PerspektifAkademika

Kaderisasi Bukan Wahana Main-Main!

Beberapa hari ini, kami kader dari PMII Komisariat Universitas Islam Jember berbangga hati dan dengan bersemangat tinggi untuk mengikuti PKL (Pelatihan Kader Lanjut). Sebagai kader yang sadar betul masih banyak kekurangan dan haus akan pengkayaan intelektual, forum ini sangat kami nanti-nantikan. PKL bukan sekadar agenda tahunan, tapi momen penting bagi kami yang ingin naik satu tangga dalam jenjang kaderisasi. Kami percaya, lewat forum ini, kami bisa belajar lebih banyak, membuka wawasan, dan memperdalam pemahaman atas platform kaderisasi, gerakan, ke-agamaan atau gerakan perempuan itu sendiri.

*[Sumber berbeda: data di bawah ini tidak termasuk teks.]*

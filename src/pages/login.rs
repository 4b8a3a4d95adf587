//! Email + password sign-in.
//!
//! DESIGN
//! ======
//! The session is persisted by `services::auth::login` right away, but the
//! in-memory slot is only set after `REDIRECT_DELAY` so the success toast is
//! visible. Setting the slot is what moves the user to `/`: this page is
//! guest-only and its guard redirects as soon as a session appears.

#[cfg(test)]
#[path = "login_test.rs"]
mod login_test;

use leptos::ev::SubmitEvent;
use leptos::prelude::*;
use leptos_router::components::A;

use crate::net::api::ApiClient;
use crate::services::{self, SubmitError};
use crate::state::session::{SessionState, SessionStore};
use crate::state::toast::Toasts;
use crate::util::storage::BrowserStorage;
use crate::validation::{FieldErrors, LoginForm};

/// Build the submitted form. Surrounding whitespace in the email is dropped;
/// the password is sent as typed.
fn login_form(identifier: &str, password: &str) -> LoginForm {
    LoginForm { identifier: identifier.trim().to_owned(), password: password.to_owned() }
}

#[component]
pub fn LoginPage() -> impl IntoView {
    let session = expect_context::<RwSignal<SessionState>>();
    let toasts = expect_context::<RwSignal<Toasts>>();
    let api = expect_context::<ApiClient>();

    let identifier = RwSignal::new(String::new());
    let password = RwSignal::new(String::new());
    let errors = RwSignal::new(FieldErrors::default());
    let loading = RwSignal::new(false);

    let on_submit = move |ev: SubmitEvent| {
        ev.prevent_default();
        if loading.get_untracked() {
            return;
        }
        let form = login_form(&identifier.get_untracked(), &password.get_untracked());
        if let Err(invalid) = form.validate() {
            errors.set(invalid);
            return;
        }
        errors.set(FieldErrors::default());
        loading.set(true);

        let api = api.clone();
        leptos::task::spawn_local(async move {
            let store = SessionStore::new(BrowserStorage);
            match services::auth::login(&api, &store, &form).await {
                Ok(signed_in) => {
                    toasts.update(|t| {
                        t.success("Logged in successfully");
                    });
                    #[cfg(feature = "csr")]
                    gloo_timers::future::sleep(crate::config::REDIRECT_DELAY).await;
                    loading.set(false);
                    session.set(SessionState::with_session(signed_in));
                }
                Err(SubmitError::Invalid(invalid)) => {
                    errors.set(invalid);
                    loading.set(false);
                }
                Err(SubmitError::Request(err)) => {
                    toasts.update(|t| {
                        t.error(err.to_string());
                    });
                    loading.set(false);
                }
            }
        });
    };

    view! {
        <main class="page page--auth">
            <div class="auth-card">
                <h1 class="auth-card__title">"Login"</h1>
                <form class="auth-form" on:submit=on_submit>
                    <label class="auth-form__label" for="identifier">"Email"</label>
                    <input
                        class="auth-form__input"
                        id="identifier"
                        type="email"
                        placeholder="you@example.com"
                        prop:value=move || identifier.get()
                        on:input=move |ev| identifier.set(event_target_value(&ev))
                    />
                    <p class="field-error">{move || errors.with(|e| e.get("identifier"))}</p>
                    <label class="auth-form__label" for="password">"Password"</label>
                    <input
                        class="auth-form__input"
                        id="password"
                        type="password"
                        prop:value=move || password.get()
                        on:input=move |ev| password.set(event_target_value(&ev))
                    />
                    <p class="field-error">{move || errors.with(|e| e.get("password"))}</p>
                    <button class="btn btn--primary" type="submit" disabled=move || loading.get()>
                        {move || if loading.get() { "Logging in..." } else { "Login" }}
                    </button>
                </form>
                <p class="auth-card__switch">
                    "Don't have an account? " <A href="/register">"Register"</A>
                </p>
            </div>
        </main>
    }
}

Sebelum berangkat pun, kami sudah mendapatkan banyak arahan dari para senior dan alumni. Kami diminta untuk banyak membaca, memperluas pengetahuan, dan memperkaya referensi. Tujuannya jelas: agar kami tidak tampil asal-asalan dan tidak mempermalukan lembaga. Kami paham, membawa nama komisariat itu bukan perkara remeh. Lebih dari itu, kami juga sangat ingin berada dalam ruang yang memungkinkan untuk bertukar pikiran dengan sahabat-sahabat hebat dari komisariat atau cabang lain. Belajar dari pengalaman mereka, berdiskusi soal tantangan banyak pemikiran tokoh, dan tumbuh bersama sebagai sesama kader PMII.

Tapi sayangnya, yang kami dapat justru pengalaman pahit dan mengecewakan. Kami harus mengalami ketegangan antara diterima atau ditolak, tanpa alasan yang jelas mulanya. Bahkan mirisnya lagi, kami harus menunggu sampai empat jam lebih tanpa kepastian apa pun. Duduk di lokasi, nunggu, dan terus menunggu. Kayak jomblo nunggu kepastian, tapi ini lebih parah—karena menyangkut masa depan kaderisasi kami.

Apa susahnya sih memberi kejelasan? tanpa harus ditarik ulur. Dimasukkan kemudian dikeluarkan lagi. Apa sesulit itu koordinasi antara ketua cabang, pengurus cabang dan ketua SC? Miskomunikasi jadi alasan, klise, tapi akibatnya sangat nyata. Kader merasa tidak dianggap seperti sampah. Yang lebih menyakitkan, bukan hanya soal teknis dan miskomunikasi itu tadi. Tapi soal sikap. Sikap abai, tidak tegas, dan terkesan asal-asalan.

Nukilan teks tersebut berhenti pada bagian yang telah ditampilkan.